In the spring of 1968, Arthur Kramer, a Yale-educated lawyer who had a distinguished career in the U.S. attorney’s office, and his friend Lou Lowenstein, a corporate lawyer practicing law at Hays, Sklar & Herzberg who earned a law degree from Columbia University, walked around Fountain Square in Larchmont, NY, talking about the law and life. They soon settled on a common goal: to join forces to build a new law firm. But not just any firm would do.
Arthur and Lou would commit themselves to building a top-tier firm with a first-class group of lawyers who would compete against the major firms of the day — with a unique, egalitarian and democratic partnership model and a respect for work-life balance.
Soon after, Lou and Harvard Law School graduate Sherwin Kamin, with whom Lou shared an office as a junior associate at Hays Sklar, departed Hays Sklar with a handful of other associates to join forces with Arthur Kramer and Maury Nessen’s boutique litigation firm, Kramer, Nessen & Hochman. On July 1, 1968, Kramer, Lowenstein, Nessen & Kamin was born. The firm opened its doors with six partners and eight associates.
Gene Nickerson, a descendant of President John Quincy Adams, joined the firm in 1971, prompting the firm to change its name to Nickerson, Kramer, Lowenstein, Nessen & Kamin. Gene, another Columbia Law School graduate, practiced with the firm until his appointment to the federal bench in the Eastern District of New York in 1977. George Soll joined as a name partner in 1973 and remained in practice with the firm until his untimely death in 1980. George, also a Columbia Law School graduate, was active in the American Civil Liberties Union, including serving as staff counsel and a member of the organization’s board, for nearly 30 years.

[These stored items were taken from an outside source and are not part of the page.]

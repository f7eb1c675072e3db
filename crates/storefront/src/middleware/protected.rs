//! Route protection by path pattern.
//!
//! Account and order routes require a signed-in user. Anonymous requests are
//! answered with 401 and a `redirectTo` pointing at the sign-in page with the
//! requested path as `callbackUrl`.

use std::sync::LazyLock;

use axum::{
    extract::Request,
    middleware::Next,
    response::{IntoResponse, Response},
};
use regex::RegexSet;
use tower_sessions::Session;

use crate::error::AppError;
use crate::models::{CurrentUser, session_keys};

/// Paths that need a signed-in user.
static PROTECTED_PATHS: LazyLock<RegexSet> = LazyLock::new(|| {
    RegexSet::new([
        r"^/shipping-address",
        r"^/payment-method",
        r"^/profile",
        r"^/user/",
        r"^/order/",
    ])
    .expect("Invalid regex")
});

/// Whether `path` is behind sign-in.
#[must_use]
pub fn is_protected(path: &str) -> bool {
    PROTECTED_PATHS.is_match(path)
}

/// Reject anonymous requests to protected paths.
pub async fn protect_routes_middleware(request: Request, next: Next) -> Response {
    let path = request.uri().path();
    if !is_protected(path) {
        return next.run(request).await;
    }

    let signed_in = match request.extensions().get::<Session>() {
        Some(session) => session
            .get::<CurrentUser>(session_keys::CURRENT_USER)
            .await
            .ok()
            .flatten()
            .is_some(),
        None => false,
    };

    if signed_in {
        next.run(request).await
    } else {
        let callback = request
            .uri()
            .path_and_query()
            .map_or_else(|| path.to_owned(), ToString::to_string);
        AppError::SignInRequired(callback).into_response()
    }
}

#[cfg(test)]
mod tests {
    use super::*;

    #[test]
    fn test_protected_paths() {
        assert!(is_protected("/profile"));
        assert!(is_protected("/user/orders"));
        assert!(is_protected("/order/6f1c2a8e-3b7d-4e52-9a0f-1d2c3b4a5e6f"));
        assert!(is_protected("/shipping-address"));
        assert!(is_protected("/payment-method"));
    }

    #[test]
    fn test_public_paths() {
        assert!(!is_protected("/"));
        assert!(!is_protected("/products"));
        assert!(!is_protected("/cart"));
        assert!(!is_protected("/checkout"));
        assert!(!is_protected("/orders"));
        assert!(!is_protected("/sign-in"));
    }
}
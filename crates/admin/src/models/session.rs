//! Session-related types for admin authentication.

use serde::{Deserialize, Serialize};

use bazaar_core::{Email, UserId};

use super::user::AdminUser;

/// Session-stored admin identity.
///
/// Only users holding the admin role at sign-in are stored here.
#[derive(Debug, Clone, PartialEq, Eq, Serialize, Deserialize)]
pub struct CurrentAdmin {
    pub id: UserId,
    pub email: Email,
    pub name: String,
}

impl From<&AdminUser> for CurrentAdmin {
    fn from(user: &AdminUser) -> Self {
        Self {
            id: user.id,
            email: user.email.clone(),
            name: user.name.clone(),
        }
    }
}

/// Session keys for admin authentication data.
pub mod keys {
    /// Key for storing the current signed-in admin.
    pub const CURRENT_ADMIN: &str = "current_admin";
}
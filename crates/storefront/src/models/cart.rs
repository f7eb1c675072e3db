//! Cart types.

use serde::Serialize;
use uuid::Uuid;

use bazaar_core::{CartId, PriceLine, Totals, UserId};

/// Who a cart belongs to.
///
/// Signed-in visitors always resolve by user id; anonymous visitors by the
/// token held in their session.
#[derive(Debug, Clone, Copy, PartialEq, Eq)]
pub enum CartOwner {
    User(UserId),
    Session(Uuid),
}

/// A cart with its lines and stored totals.
#[derive(Debug, Clone, PartialEq, Eq, Serialize)]
#[serde(rename_all = "camelCase")]
pub struct Cart {
    pub id: CartId,
    pub user_id: Option<UserId>,
    pub items: Vec<PriceLine>,
    #[serde(flatten)]
    pub totals: Totals,
}

impl Cart {
    #[must_use]
    pub fn is_empty(&self) -> bool {
        self.items.is_empty()
    }

    /// Total number of units across all lines.
    #[must_use]
    pub fn item_count(&self) -> i64 {
        self.items.iter().map(|line| i64::from(line.qty)).sum()
    }
}
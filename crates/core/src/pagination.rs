//! Page requests and paginated results.

use serde::{Deserialize, Serialize};

/// Default page size for order and admin listings.
pub const DEFAULT_PAGE_SIZE: i64 = 12;

/// Upper bound on any client-supplied page size.
pub const MAX_PAGE_SIZE: i64 = 100;

/// A 1-based page request, clamped to sane bounds.
#[derive(Debug, Clone, Copy, PartialEq, Eq)]
pub struct PageRequest {
    page: i64,
    size: i64,
}

impl PageRequest {
    /// Build a request from optional query values.
    ///
    /// Missing or non-positive pages become 1; the size is clamped to
    /// `1..=MAX_PAGE_SIZE` and defaults to `default_size`.
    #[must_use]
    pub fn new(page: Option<i64>, size: Option<i64>, default_size: i64) -> Self {
        Self {
            page: page.filter(|p| *p > 0).unwrap_or(1),
            size: size
                .filter(|s| *s > 0)
                .unwrap_or(default_size)
                .clamp(1, MAX_PAGE_SIZE),
        }
    }

    /// Page `page` with the default size.
    #[must_use]
    pub fn page(page: Option<i64>) -> Self {
        Self::new(page, None, DEFAULT_PAGE_SIZE)
    }

    #[must_use]
    pub const fn number(&self) -> i64 {
        self.page
    }

    #[must_use]
    pub const fn size(&self) -> i64 {
        self.size
    }

    /// SQL `LIMIT`.
    #[must_use]
    pub const fn limit(&self) -> i64 {
        self.size
    }

    /// SQL `OFFSET`.
    #[must_use]
    pub const fn offset(&self) -> i64 {
        (self.page - 1).saturating_mul(self.size)
    }
}

impl Default for PageRequest {
    fn default() -> Self {
        Self::page(None)
    }
}

/// One page of results plus the totals a client needs to page through them.
#[derive(Debug, Clone, PartialEq, Eq, Serialize, Deserialize)]
#[serde(rename_all = "camelCase")]
pub struct Paginated<T> {
    pub data: Vec<T>,
    pub count: i64,
    pub total_pages: i64,
}

impl<T> Paginated<T> {
    #[must_use]
    pub fn new(data: Vec<T>, count: i64, request: PageRequest) -> Self {
        Self {
            data,
            count,
            total_pages: total_pages(count, request.size()),
        }
    }

    /// Transform every item, keeping the counts.
    pub fn map<U>(self, f: impl FnMut(T) -> U) -> Paginated<U> {
        Paginated {
            data: self.data.into_iter().map(f).collect(),
            count: self.count,
            total_pages: self.total_pages,
        }
    }
}

/// `ceil(count / size)`; zero when there is nothing to show.
#[must_use]
pub const fn total_pages(count: i64, size: i64) -> i64 {
    if count <= 0 || size <= 0 {
        return 0;
    }
    (count + size - 1) / size
}

#[cfg(test)]
mod tests {
    use super::*;

    #[test]
    fn test_defaults_and_clamping() {
        let req = PageRequest::new(None, None, 15);
        assert_eq!((req.number(), req.size(), req.offset()), (1, 15, 0));

        let req = PageRequest::new(Some(0), Some(1000), 15);
        assert_eq!((req.number(), req.size()), (1, MAX_PAGE_SIZE));

        let req = PageRequest::new(Some(3), Some(-4), 15);
        assert_eq!((req.size(), req.offset()), (15, 30));
    }

    #[test]
    fn test_total_pages_rounds_up() {
        assert_eq!(total_pages(0, 12), 0);
        assert_eq!(total_pages(12, 12), 1);
        assert_eq!(total_pages(13, 12), 2);
        assert_eq!(total_pages(1, 12), 1);
    }

    #[test]
    fn test_map_keeps_counts() {
        let page = Paginated::new(vec![1, 2, 3], 27, PageRequest::page(Some(1)));
        let mapped = page.map(|n| n * 10);
        assert_eq!(mapped.data, vec![10, 20, 30]);
        assert_eq!((mapped.count, mapped.total_pages), (27, 3));
    }
}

The firm’s current name, Kramer Levin Naftalis & Frankel LLP, emerged as a result of further comings and goings of distinguished partners over a number of years. Lou left the firm in 1978 to serve as president of Supermarkets General Corp., a client, before joining the faculty of Columbia Law School in 1980. Yet another Columbia Law School graduate, Ezra Levin, joined the firm as a name partner in 1979, bringing with him a stable of corporate partners from Marshall, Bratter.

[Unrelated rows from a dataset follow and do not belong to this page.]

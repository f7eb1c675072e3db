//! Authentication service.
//!
//! Password sign-up and sign-in for storefront customers. Accounts created by
//! guest checkout have no password; signing up with the same e-mail sets one
//! and takes over the account with its order history.

mod error;

pub use error::AuthError;

use argon2::{
    Argon2,
    password_hash::{PasswordHash, PasswordHasher, PasswordVerifier, SaltString, rand_core::OsRng},
};
use serde::Deserialize;
use sqlx::PgPool;

use bazaar_core::{Email, FieldErrors};

use crate::db::RepositoryError;
use crate::db::users::UserRepository;
use crate::models::User;

/// Minimum password length.
pub const MIN_PASSWORD_LENGTH: usize = 6;

/// Minimum display name length.
pub const MIN_NAME_LENGTH: usize = 3;

/// Sign-up form.
#[derive(Debug, Clone, Deserialize)]
#[serde(rename_all = "camelCase")]
pub struct SignUpForm {
    pub name: String,
    pub email: String,
    pub password: String,
    pub confirm_password: String,
}

impl SignUpForm {
    /// Validate every field, returning the parsed e-mail.
    ///
    /// # Errors
    ///
    /// Returns the collected field errors when any field is invalid.
    pub fn validate(&self) -> Result<Email, FieldErrors> {
        let mut errors = FieldErrors::new();
        errors.min_len("name", self.name.trim(), MIN_NAME_LENGTH, "Name");
        let email = Email::parse(&self.email).map_err(|_| "Invalid email address");
        if let Err(message) = email {
            errors.add("email", message);
        }
        errors.min_len("password", &self.password, MIN_PASSWORD_LENGTH, "Password");
        if self.password != self.confirm_password {
            errors.add("confirmPassword", "Passwords don't match");
        }

        errors.into_result()?;
        email.map_err(|message| {
            let mut errors = FieldErrors::new();
            errors.add("email", message);
            errors
        })
    }
}

/// Sign-in form.
#[derive(Debug, Clone, Deserialize)]
#[serde(rename_all = "camelCase")]
pub struct SignInForm {
    pub email: String,
    pub password: String,
    #[serde(default)]
    pub remember_me: bool,
    /// Where to send the visitor afterwards.
    pub callback_url: Option<String>,
}

/// Authentication service.
pub struct AuthService<'a> {
    users: UserRepository<'a>,
}

impl<'a> AuthService<'a> {
    /// Create a new authentication service.
    #[must_use]
    pub const fn new(pool: &'a PgPool) -> Self {
        Self {
            users: UserRepository::new(pool),
        }
    }

    /// Register a new user with a password, or set the password on an
    /// account created by guest checkout.
    ///
    /// # Errors
    ///
    /// Returns `AuthError::Validation` for invalid fields and
    /// `AuthError::UserAlreadyExists` if the e-mail already has a password.
    pub async fn sign_up(&self, form: &SignUpForm) -> Result<User, AuthError> {
        let email = form.validate().map_err(AuthError::Validation)?;
        let password_hash = hash_password(&form.password)?;

        let user = self
            .users
            .create_with_password(form.name.trim(), &email, &password_hash)
            .await
            .map_err(|e| match e {
                RepositoryError::Conflict(_) => AuthError::UserAlreadyExists,
                other => AuthError::Repository(other),
            })?;

        tracing::info!(user_id = %user.id, "User signed up");
        Ok(user)
    }

    /// Verify an e-mail and password.
    ///
    /// # Errors
    ///
    /// Returns `AuthError::InvalidCredentials` for any mismatch, including
    /// malformed input, so callers cannot probe which part was wrong.
    pub async fn sign_in(&self, email: &str, password: &str) -> Result<User, AuthError> {
        let email = Email::parse(email).map_err(|_| AuthError::InvalidCredentials)?;
        if password.chars().count() < MIN_PASSWORD_LENGTH {
            return Err(AuthError::InvalidCredentials);
        }

        let (user, password_hash) = self
            .users
            .get_password_hash(&email)
            .await?
            .ok_or(AuthError::InvalidCredentials)?;

        verify_password(password, &password_hash)?;

        Ok(user)
    }
}

/// Hash a password using Argon2id.
///
/// # Errors
///
/// Returns `AuthError::PasswordHash` if hashing fails.
pub fn hash_password(password: &str) -> Result<String, AuthError> {
    let salt = SaltString::generate(&mut OsRng);
    let argon2 = Argon2::default();

    argon2
        .hash_password(password.as_bytes(), &salt)
        .map(|hash| hash.to_string())
        .map_err(|_| AuthError::PasswordHash)
}

/// Verify a password against a hash.
fn verify_password(password: &str, hash: &str) -> Result<(), AuthError> {
    let parsed_hash = PasswordHash::new(hash).map_err(|_| AuthError::InvalidCredentials)?;
    let argon2 = Argon2::default();

    argon2
        .verify_password(password.as_bytes(), &parsed_hash)
        .map_err(|_| AuthError::InvalidCredentials)
}

#[cfg(test)]
#[allow(clippy::unwrap_used)]
mod tests {
    use super::*;

    fn form(name: &str, email: &str, password: &str, confirm: &str) -> SignUpForm {
        SignUpForm {
            name: name.to_owned(),
            email: email.to_owned(),
            password: password.to_owned(),
            confirm_password: confirm.to_owned(),
        }
    }

    #[test]
    fn test_sign_up_form_valid() {
        let email = form("Ayesha", "Ayesha@Example.com", "secret1", "secret1")
            .validate()
            .unwrap();
        assert_eq!(email.as_str(), "ayesha@example.com");
    }

    #[test]
    fn test_sign_up_form_collects_every_error() {
        let errors = form("Al", "nope", "123", "456").validate().unwrap_err();
        assert_eq!(errors.get("name"), Some("Name must be at least 3 characters"));
        assert_eq!(errors.get("email"), Some("Invalid email address"));
        assert_eq!(
            errors.get("password"),
            Some("Password must be at least 6 characters")
        );
        assert_eq!(errors.get("confirmPassword"), Some("Passwords don't match"));
    }

    #[test]
    fn test_hash_and_verify() {
        let hash = hash_password("correct horse").unwrap();
        assert!(verify_password("correct horse", &hash).is_ok());
        assert!(matches!(
            verify_password("wrong horse", &hash),
            Err(AuthError::InvalidCredentials)
        ));
    }

    #[test]
    fn test_verify_rejects_garbage_hash() {
        assert!(matches!(
            verify_password("anything", "not-a-phc-string"),
            Err(AuthError::InvalidCredentials)
        ));
    }
}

Marvin Frankel, a celebrated legal scholar who is credited with helping to establish sentencing guidelines for the federal court (and another Columbia Law School alum), served as a judge in the Southern District of New York for 13 years before joining the firm in 1983 as a name partner. Marvin made his last argument before the U.S. Supreme Court in February 2002, days before his passing and the 50th anniversary of his first argument before the Court.

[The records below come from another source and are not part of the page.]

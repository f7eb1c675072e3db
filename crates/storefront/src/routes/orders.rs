//! Order history route handlers.

use axum::{
    Json,
    extract::{Path, Query, State},
};
use serde::Deserialize;
use tracing::instrument;

use bazaar_core::{Order, OrderId, PageRequest, Paginated};

use crate::db::OrderRepository;
use crate::db::orders::OrderDetail;
use crate::error::{AppError, Result};
use crate::middleware::RequireAuth;
use crate::state::AppState;

#[derive(Debug, Default, Deserialize)]
pub struct PageQuery {
    pub page: Option<i64>,
}

/// One of the signed-in user's orders.
#[instrument(skip(state, user), fields(user_id = %user.id))]
pub async fn show(
    State(state): State<AppState>,
    RequireAuth(user): RequireAuth,
    Path(id): Path<OrderId>,
) -> Result<Json<OrderDetail>> {
    OrderRepository::new(state.pool())
        .get_for_owner(id, user.id)
        .await?
        .map(Json)
        .ok_or_else(|| AppError::NotFound("Order".to_owned()))
}

/// The signed-in user's orders, newest first.
#[instrument(skip(state, user), fields(user_id = %user.id))]
pub async fn list(
    State(state): State<AppState>,
    RequireAuth(user): RequireAuth,
    Query(query): Query<PageQuery>,
) -> Result<Json<Paginated<Order>>> {
    let orders = OrderRepository::new(state.pool())
        .list_for_user(user.id, PageRequest::page(query.page))
        .await?;
    Ok(Json(orders))
}
//! Order records.

use chrono::{DateTime, Utc};
use rust_decimal::Decimal;
use serde::{Deserialize, Serialize};

use super::address::ShippingAddress;
use super::id::{OrderId, ProductId, UserId};
use super::status::PaymentMethod;
use crate::pricing::{PriceLine, Totals};

/// A frozen cart line, numbered from 1 within its order.
#[derive(Debug, Clone, PartialEq, Eq, Serialize, Deserialize)]
#[serde(rename_all = "camelCase")]
pub struct OrderLine {
    pub line_no: i32,
    pub product_id: ProductId,
    pub name: String,
    pub slug: String,
    pub image: String,
    pub qty: i32,
    pub price: Decimal,
}

impl OrderLine {
    /// Number `lines` from 1 in their given order.
    #[must_use]
    pub fn number(lines: &[PriceLine]) -> Vec<Self> {
        lines
            .iter()
            .zip(1..)
            .map(|(line, line_no)| Self {
                line_no,
                product_id: line.product_id,
                name: line.name.clone(),
                slug: line.slug.clone(),
                image: line.image.clone(),
                qty: line.qty,
                price: line.price,
            })
            .collect()
    }
}

/// A placed order.
///
/// Only the fulfillment flags change after placement.
#[derive(Debug, Clone, PartialEq, Serialize, Deserialize)]
#[serde(rename_all = "camelCase")]
pub struct Order {
    pub id: OrderId,
    pub user_id: UserId,
    pub shipping_address: ShippingAddress,
    pub payment_method: PaymentMethod,
    #[serde(flatten)]
    pub totals: Totals,
    pub is_paid: bool,
    pub paid_at: Option<DateTime<Utc>>,
    pub is_delivered: bool,
    pub delivered_at: Option<DateTime<Utc>>,
    pub created_at: DateTime<Utc>,
    pub lines: Vec<OrderLine>,
}

#[cfg(test)]
mod tests {
    use super::*;

    #[test]
    fn test_number_starts_at_one() {
        let line = |name: &str| PriceLine {
            product_id: ProductId::generate(),
            name: name.to_owned(),
            slug: name.to_lowercase(),
            image: String::new(),
            qty: 1,
            price: Decimal::ONE,
        };
        let numbered = OrderLine::number(&[line("Ajrak"), line("Kurta")]);
        assert_eq!(numbered[0].line_no, 1);
        assert_eq!(numbered[1].line_no, 2);
        assert_eq!(numbered[1].name, "Kurta");
    }
}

Gary Naftalis, partner and co-chair of the firm’s Litigation Department, joined the firm in 1981 and became a name partner in 1992. Before he entered private practice, he served as an assistant U.S. attorney in the Southern District of New York from 1968 to 1974, holding the title of deputy chief of the Criminal Division. Gary, also a Columbia Law School graduate, established our White Collar Defense and Investigations practice at a time when no other New York elite firm handled such matters.